I must confess, I was a little surprised that it was Kelly Clarkson and not a mysterious-and-totally-imaginary secret admirer of mine who converses like Henry Tilney, believes that I could be “the Jane Austen of the Pacific Northwest”, and was saving the ring up as a special surprise present for my 30th (ahem, second 29th!) birthday…but I digress. It turns out a replica of that ring is totally the way to go (major hinting going on, for any mysterious secret admirers) because the United Kingdom declared the ring a national treasure, so Kelly Clarkson can never take it out of the UK.

But enough silliness. The main reason I’m writing tonight is regarding an article in this issue of JARW called “Choose Your Darcy”. That’s right. Amy Patterson, the author of the article, with whom I would very much like to take a turn about the room as well as tea, compares all the different actors who’ve played Mr. Darcy on the silver screen, and, most importantly, comes up with the right answer for who did so best.

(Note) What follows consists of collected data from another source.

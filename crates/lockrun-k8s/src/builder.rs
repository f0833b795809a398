//! Builder for the Kubernetes-backed locking system.

use std::path::{Path, PathBuf};

use k8s_openapi::api::coordination::v1::Lease;
use kube::config::{KubeConfigOptions, Kubeconfig};
use kube::{Api, Client, Config};
use lockrun_core::config::LockConfig;
use lockrun_core::error::{LockError, LockResult};
use tracing::{info, instrument};

use crate::election::{ElectionConfig, LeaderElector};
use crate::lock::K8sLockingSystem;

/// Builder for [`K8sLockingSystem`].
pub struct K8sLockingSystemBuilder {
    kubeconfig: PathBuf,
    in_cluster: bool,
    namespace: String,
    lease_object: String,
}

impl K8sLockingSystemBuilder {
    /// Creates a builder using `~/.kube/config`, namespace `default` and
    /// Lease object `lock`.
    pub fn new() -> Self {
        Self {
            kubeconfig: PathBuf::from("~/.kube/config"),
            in_cluster: false,
            namespace: "default".to_string(),
            lease_object: "lock".to_string(),
        }
    }

    /// Reads API credentials from this kubeconfig file. A leading `~/` is
    /// expanded to the home directory.
    pub fn kubeconfig(mut self, path: impl Into<PathBuf>) -> Self {
        self.kubeconfig = path.into();
        self
    }

    /// Uses the service account of the pod we run in instead of a
    /// kubeconfig file.
    pub fn in_cluster(mut self, in_cluster: bool) -> Self {
        self.in_cluster = in_cluster;
        self
    }

    pub fn namespace(mut self, namespace: impl Into<String>) -> Self {
        self.namespace = namespace.into();
        self
    }

    pub fn lease_object(mut self, name: impl Into<String>) -> Self {
        self.lease_object = name.into();
        self
    }

    pub fn validate(&self) -> LockResult<()> {
        if self.namespace.is_empty() {
            return Err(LockError::InvalidConfig("namespace must not be empty".to_string()));
        }
        if self.lease_object.is_empty() {
            return Err(LockError::InvalidConfig(
                "lease object name must not be empty".to_string(),
            ));
        }
        Ok(())
    }

    /// Loads the API configuration and builds the locking system.
    #[instrument(skip_all, fields(backend = "k8s-coordinator", namespace = %self.namespace))]
    pub async fn build(self, config: LockConfig) -> LockResult<K8sLockingSystem> {
        self.validate()?;

        let kube_config = self.load_config().await?;
        let client = Client::try_from(kube_config).map_err(|e| {
            LockError::Connection(format!("can't create Kubernetes client: {e}").into())
        })?;
        info!(lease = %self.lease_object, "Kubernetes client ready");

        let election = ElectionConfig::for_lock(self.lease_object, &config);
        let elector = LeaderElector::new(Api::namespaced(client, &self.namespace), election);
        Ok(K8sLockingSystem::new(elector, self.namespace, config))
    }

    async fn load_config(&self) -> LockResult<Config> {
        if self.in_cluster {
            return Config::incluster().map_err(|e| {
                LockError::Connection(format!("can't load in-cluster config: {e}").into())
            });
        }

        let path = expand_home(&self.kubeconfig);
        let kubeconfig = Kubeconfig::read_from(&path).map_err(|e| {
            LockError::Connection(
                format!("can't load Kubernetes config from '{}': {e}", path.display()).into(),
            )
        })?;
        Config::from_custom_kubeconfig(kubeconfig, &KubeConfigOptions::default())
            .await
            .map_err(|e| {
                LockError::Connection(format!("invalid Kubernetes config: {e}").into())
            })
    }
}

impl Default for K8sLockingSystemBuilder {
    fn default() -> Self {
        Self::new()
    }
}

fn expand_home(path: &Path) -> PathBuf {
    match (path.strip_prefix("~"), std::env::var_os("HOME")) {
        (Ok(rest), Some(home)) => PathBuf::from(home).join(rest),
        _ => path.to_path_buf(),
    }
}

#[cfg(test)]
mod tests {
    use super::*;

    #[test]
    fn test_expand_home() {
        let Some(home) = std::env::var_os("HOME") else {
            return;
        };
        assert_eq!(
            expand_home(Path::new("~/.kube/config")),
            PathBuf::from(home).join(".kube/config")
        );
        assert_eq!(expand_home(Path::new("/etc/kube")), PathBuf::from("/etc/kube"));
    }

    #[test]
    fn test_validate_rejects_empty_names() {
        let builder = K8sLockingSystemBuilder::new().namespace("");
        assert!(matches!(builder.validate(), Err(LockError::InvalidConfig(_))));
        let builder = K8sLockingSystemBuilder::new().lease_object("");
        assert!(matches!(builder.validate(), Err(LockError::InvalidConfig(_))));
    }

    #[tokio::test]
    async fn test_missing_kubeconfig_is_a_connection_error() {
        let builder = K8sLockingSystemBuilder::new().kubeconfig("/nonexistent/kubeconfig");
        let config = LockConfig::new(lockrun_core::Identity::new("test"));
        assert!(matches!(
            builder.build(config).await,
            Err(LockError::Connection(_))
        ));
    }
}
//! Cancellation token shared between a locking system and its callers.

use std::sync::Arc;

use tokio::sync::watch;

/// A cloneable, one-way cancellation flag.
///
/// Every clone observes the same flag. Once cancelled it stays cancelled.
#[derive(Debug, Clone)]
pub struct Cancellation {
    sender: Arc<watch::Sender<bool>>,
}

impl Cancellation {
    /// Creates a token that is not cancelled.
    pub fn new() -> Self {
        let (sender, _) = watch::channel(false);
        Self {
            sender: Arc::new(sender),
        }
    }

    /// Requests cancellation. Calling this more than once is harmless.
    pub fn cancel(&self) {
        self.sender.send_if_modified(|cancelled| {
            if *cancelled {
                false
            } else {
                *cancelled = true;
                true
            }
        });
    }

    /// Returns whether cancellation has been requested.
    pub fn is_cancelled(&self) -> bool {
        *self.sender.borrow()
    }

    /// Completes once cancellation has been requested.
    pub async fn cancelled(&self) {
        let mut receiver = self.sender.subscribe();
        // The sender lives in `self`, so `wait_for` can only fail if it is
        // dropped, which cannot happen while we borrow it.
        let _ = receiver.wait_for(|cancelled| *cancelled).await;
    }

    /// Returns a token cancelled when either `self` or `other` is.
    ///
    /// The returned token can also be cancelled on its own without
    /// affecting its parents.
    pub fn merged(&self, other: &Cancellation) -> Cancellation {
        let merged = Cancellation::new();
        if self.is_cancelled() || other.is_cancelled() {
            merged.cancel();
            return merged;
        }

        let child = merged.clone();
        let first = self.clone();
        let second = other.clone();
        tokio::spawn(async move {
            tokio::select! {
                _ = first.cancelled() => child.cancel(),
                _ = second.cancelled() => child.cancel(),
                _ = child.cancelled() => {}
            }
        });
        merged
    }
}

impl Default for Cancellation {
    fn default() -> Self {
        Self::new()
    }
}
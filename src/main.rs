use lock_run_cmd::{cli, logging, run};
use tracing::error;

#[tokio::main]
async fn main() {
    let args = cli::parse();
    if let Err(err) = logging::init_logging(args.backend.common().log_level) {
        eprintln!("lockrun error: {err:?}");
        std::process::exit(1);
    }
    if let Err(err) = run(args).await {
        error!("{err:#}");
        std::process::exit(1);
    }
}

Her favorite (and mine)? David Rintoul. Mr. Rintoul plays Mr. Darcy in a so-faithful-to-the-book-you-can-practically-read-along version of Pride and Prejudice that first aired in 1979. I realize I will be alienating many of my friends and probably 90 percent of the internet by not choosing Colin Firth, and my sister by not choosing Matthew MacFadyen, but as far as choosing a Mr. Darcy that most faithfully represents the Mr. Darcy of Jane Austen’s book and of my imagination, I too have to go with David Rintoul.

The 1979 version is not pretty. The costumes seemed quite wretched. But what can I say? Give me a version I can almost read along with and I’m happy, even if Elizabeth is really prettier than Jane. Also, it’s only four hours, instead of a whopping six, largely because it doesn’t insert scenes that Austen never wrote of Darcy emerging wet-shirted from the lake in front of Pemberley, and used only one or two scenes of Elizabeth walking to communicate her fondness of that activity.

Matthew MacFadyen’s portrayal (circa 2005) is…darned sexy. The best that one can say of that 2005 version is to remark on Matthew MacFadyen’s sexiness, and the fact that it’s one movie long. A faithful representation of the book, it is not (“My pearl for Sundays?” – heaven, give me strength!). Occasionally my sister and I watch the movie together-in-time, if not location, and madly text each other – because this is arguably the most romantic of the versions…and Matthew MacFadyen…and it can be watched in two hours or less, especially if you fast forward liberally, like we sometimes do.

We weren't quite at the same part of the movie here. Nonetheless, enthusiastic.

We weren’t quite at the same part of the movie here. Nonetheless, enthusiastic.

Cut from the image above was my saying something along the lines of “Dang. Matthew MacFadyen.” We aren’t always totally frivolous, either; here you find us actually discussing the story itself:

In between swoons, we discuss authorial decision making.

In between swoons, we discuss authorial decision making.

I just can’t give “best Darcy” to Colin Firth, because, much as I respect Mr. Firth as an actor and like his looks, he just wasn’t the Darcy of the book; he brought too much of the stock “awkward Englishman” to the role. Ms. Patterson says it best in her article in JARW: “David Rintoul, my Mr Darcy, gets closer than any other to capturing the essence of this wonderful, complicated, shy, angry and passionate hero.”

I’ll step down off my soapbox now. Which actor’s portrayal of Mr. Darcy is your favorite?